* **Activity**
Retype word for word the lines of the data below, from the first to the one bearing "everything else is", with that one included.

☆ ☆ ☆ ☆ ☆ ☆ ☆

// SPDX-License-Identifier: Apache-2.0

//! Metadata store
//!
//! SQLite file that persists saved connections and analyzed table metadata.
//! Structured fields live in real columns for querying; everything else is
//! a JSON `details` blob so the schema does not chase the model. Rows keep
//! camelCase JSON keys, which older files already contain.

use std::path::{Path, PathBuf};
use std::str::FromStr;

use sqlx::sqlite::{SqliteConnectOptions, SqlitePool, SqlitePoolOptions};
use tracing::info;
use uuid::Uuid;

use crate::error::{MetaError, MetaResult};
use crate::model::{
    ConnectionId, ConnectionKind, ConnectionParams, ConnectionSettings, TableDetails,
    TableMetadata,
};

pub struct MetadataStore {
    pool: SqlitePool,
}

impl MetadataStore {
    /// Opens (and if necessary creates) the store at `path`.
    pub async fn open(path: &Path) -> MetaResult<Self> {
        if let Some(parent) = path.parent() {
            tokio::fs::create_dir_all(parent)
                .await
                .map_err(|e| MetaError::store(e.to_string()))?;
        }

        let opts = SqliteConnectOptions::from_str(&format!("sqlite:{}", path.display()))
            .unwrap_or_else(|_| SqliteConnectOptions::new().filename(path))
            .create_if_missing(true)
            .journal_mode(sqlx::sqlite::SqliteJournalMode::Wal)
            .busy_timeout(std::time::Duration::from_secs(30));

        let pool = SqlitePoolOptions::new()
            .max_connections(5)
            .connect_with(opts)
            .await
            .map_err(|e| MetaError::store(e.to_string()))?;

        let store = Self { pool };
        store.migrate().await?;
        info!(path = %path.display(), "metadata store opened");
        Ok(store)
    }

    /// Opens the store at its default per-user location.
    pub async fn open_default() -> MetaResult<Self> {
        let path = Self::default_path()?;
        Self::open(&path).await
    }

    pub fn default_path() -> MetaResult<PathBuf> {
        let base = dirs::data_dir()
            .ok_or_else(|| MetaError::store("no user data directory available"))?;
        Ok(base.join("schemalens").join("metadata.db"))
    }

    async fn migrate(&self) -> MetaResult<()> {
        sqlx::query(
            r#"
            CREATE TABLE IF NOT EXISTS connections (
                id TEXT PRIMARY KEY,
                name TEXT NOT NULL,
                type TEXT NOT NULL,
                details TEXT NOT NULL
            )
            "#,
        )
        .execute(&self.pool)
        .await
        .map_err(|e| MetaError::store(e.to_string()))?;

        sqlx::query(
            r#"
            CREATE TABLE IF NOT EXISTS tables (
                id INTEGER PRIMARY KEY AUTOINCREMENT,
                name TEXT NOT NULL,
                "schema" TEXT NOT NULL DEFAULT '',
                connectionId TEXT NOT NULL,
                details TEXT NOT NULL,
                UNIQUE(connectionId, "schema", name)
            )
            "#,
        )
        .execute(&self.pool)
        .await
        .map_err(|e| MetaError::store(e.to_string()))?;

        Ok(())
    }

    // ==================== Connections ====================

    /// Inserts or replaces a saved connection.
    pub async fn save_connection(&self, settings: &ConnectionSettings) -> MetaResult<()> {
        let details = serde_json::to_string(&settings.params)
            .map_err(|e| MetaError::serialization(e.to_string()))?;

        sqlx::query(
            r#"
            INSERT INTO connections (id, name, type, details)
            VALUES (?, ?, ?, ?)
            ON CONFLICT(id) DO UPDATE SET
                name = excluded.name,
                type = excluded.type,
                details = excluded.details
            "#,
        )
        .bind(settings.id.to_string())
        .bind(&settings.name)
        .bind(settings.kind.as_str())
        .bind(details)
        .execute(&self.pool)
        .await
        .map_err(|e| MetaError::store(e.to_string()))?;

        Ok(())
    }

    pub async fn connections(&self) -> MetaResult<Vec<ConnectionSettings>> {
        let rows: Vec<(String, String, String, String)> = sqlx::query_as(
            "SELECT id, name, type, details FROM connections ORDER BY name",
        )
        .fetch_all(&self.pool)
        .await
        .map_err(|e| MetaError::store(e.to_string()))?;

        rows.into_iter().map(Self::connection_from_row).collect()
    }

    pub async fn connection(&self, id: ConnectionId) -> MetaResult<ConnectionSettings> {
        let row: Option<(String, String, String, String)> = sqlx::query_as(
            "SELECT id, name, type, details FROM connections WHERE id = ?",
        )
        .bind(id.to_string())
        .fetch_optional(&self.pool)
        .await
        .map_err(|e| MetaError::store(e.to_string()))?;

        match row {
            Some(row) => Self::connection_from_row(row),
            None => Err(MetaError::connection_not_found(id.to_string())),
        }
    }

    /// Deletes a connection and all of its analyzed tables atomically.
    pub async fn delete_connection(&self, id: ConnectionId) -> MetaResult<()> {
        let mut tx = self
            .pool
            .begin()
            .await
            .map_err(|e| MetaError::store(e.to_string()))?;

        sqlx::query("DELETE FROM tables WHERE connectionId = ?")
            .bind(id.to_string())
            .execute(&mut *tx)
            .await
            .map_err(|e| MetaError::store(e.to_string()))?;

        let result = sqlx::query("DELETE FROM connections WHERE id = ?")
            .bind(id.to_string())
            .execute(&mut *tx)
            .await
            .map_err(|e| MetaError::store(e.to_string()))?;

        if result.rows_affected() == 0 {
            return Err(MetaError::connection_not_found(id.to_string()));
        }

        tx.commit()
            .await
            .map_err(|e| MetaError::store(e.to_string()))?;
        Ok(())
    }

    fn connection_from_row(
        (id, name, kind, details): (String, String, String, String),
    ) -> MetaResult<ConnectionSettings> {
        let id = Uuid::parse_str(&id)
            .map(ConnectionId)
            .map_err(|e| MetaError::store(format!("corrupt connection id: {e}")))?;
        let kind = ConnectionKind::parse(&kind)
            .ok_or_else(|| MetaError::store(format!("unknown connection type: {kind}")))?;
        let params: ConnectionParams = serde_json::from_str(&details)
            .map_err(|e| MetaError::serialization(e.to_string()))?;
        Ok(ConnectionSettings {
            id,
            name,
            kind,
            params,
        })
    }

    // ==================== Tables ====================

    /// Inserts or updates one table's analyzed metadata.
    pub async fn save_table(&self, table: &TableMetadata) -> MetaResult<()> {
        let details = serde_json::to_string(&table.details)
            .map_err(|e| MetaError::serialization(e.to_string()))?;

        sqlx::query(
            r#"
            INSERT INTO tables (name, "schema", connectionId, details)
            VALUES (?, ?, ?, ?)
            ON CONFLICT(connectionId, "schema", name) DO UPDATE SET
                details = excluded.details
            "#,
        )
        .bind(&table.name)
        .bind(table.schema.as_deref().unwrap_or(""))
        .bind(table.connection_id.to_string())
        .bind(details)
        .execute(&self.pool)
        .await
        .map_err(|e| MetaError::store(e.to_string()))?;

        Ok(())
    }

    pub async fn tables_for_connection(
        &self,
        connection_id: ConnectionId,
    ) -> MetaResult<Vec<TableMetadata>> {
        let rows: Vec<(String, String, String)> = sqlx::query_as(
            r#"
            SELECT name, "schema", details
            FROM tables
            WHERE connectionId = ?
            ORDER BY "schema", name
            "#,
        )
        .bind(connection_id.to_string())
        .fetch_all(&self.pool)
        .await
        .map_err(|e| MetaError::store(e.to_string()))?;

        rows.into_iter()
            .map(|row| Self::table_from_row(connection_id, row))
            .collect()
    }

    pub async fn table(
        &self,
        connection_id: ConnectionId,
        schema: Option<&str>,
        name: &str,
    ) -> MetaResult<Option<TableMetadata>> {
        let row: Option<(String, String, String)> = sqlx::query_as(
            r#"
            SELECT name, "schema", details
            FROM tables
            WHERE connectionId = ? AND "schema" = ? AND name = ?
            "#,
        )
        .bind(connection_id.to_string())
        .bind(schema.unwrap_or(""))
        .bind(name)
        .fetch_optional(&self.pool)
        .await
        .map_err(|e| MetaError::store(e.to_string()))?;

        row.map(|row| Self::table_from_row(connection_id, row))
            .transpose()
    }

    /// Removes every analyzed table of one connection. Run before a fresh
    /// analysis so tables dropped upstream do not linger.
    pub async fn clear_tables_for_connection(
        &self,
        connection_id: ConnectionId,
    ) -> MetaResult<u64> {
        let result = sqlx::query("DELETE FROM tables WHERE connectionId = ?")
            .bind(connection_id.to_string())
            .execute(&self.pool)
            .await
            .map_err(|e| MetaError::store(e.to_string()))?;
        Ok(result.rows_affected())
    }

    fn table_from_row(
        connection_id: ConnectionId,
        (name, schema, details): (String, String, String),
    ) -> MetaResult<TableMetadata> {
        let details: TableDetails = serde_json::from_str(&details)
            .map_err(|e| MetaError::serialization(e.to_string()))?;
        Ok(TableMetadata {
            name,
            schema: if schema.is_empty() {
                None
            } else {
                Some(schema)
            },
            connection_id,
            details,
        })
    }

    pub async fn close(&self) {
        self.pool.close().await;
    }
}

☆ ☆ ☆ ☆ ☆ ☆ ☆

* **Output for this exercise**
// SPDX-License-Identifier: Apache-2.0

//! Metadata store
//!
//! SQLite file that persists saved connections and analyzed table metadata.
//! Structured fields live in real columns for querying; everything else is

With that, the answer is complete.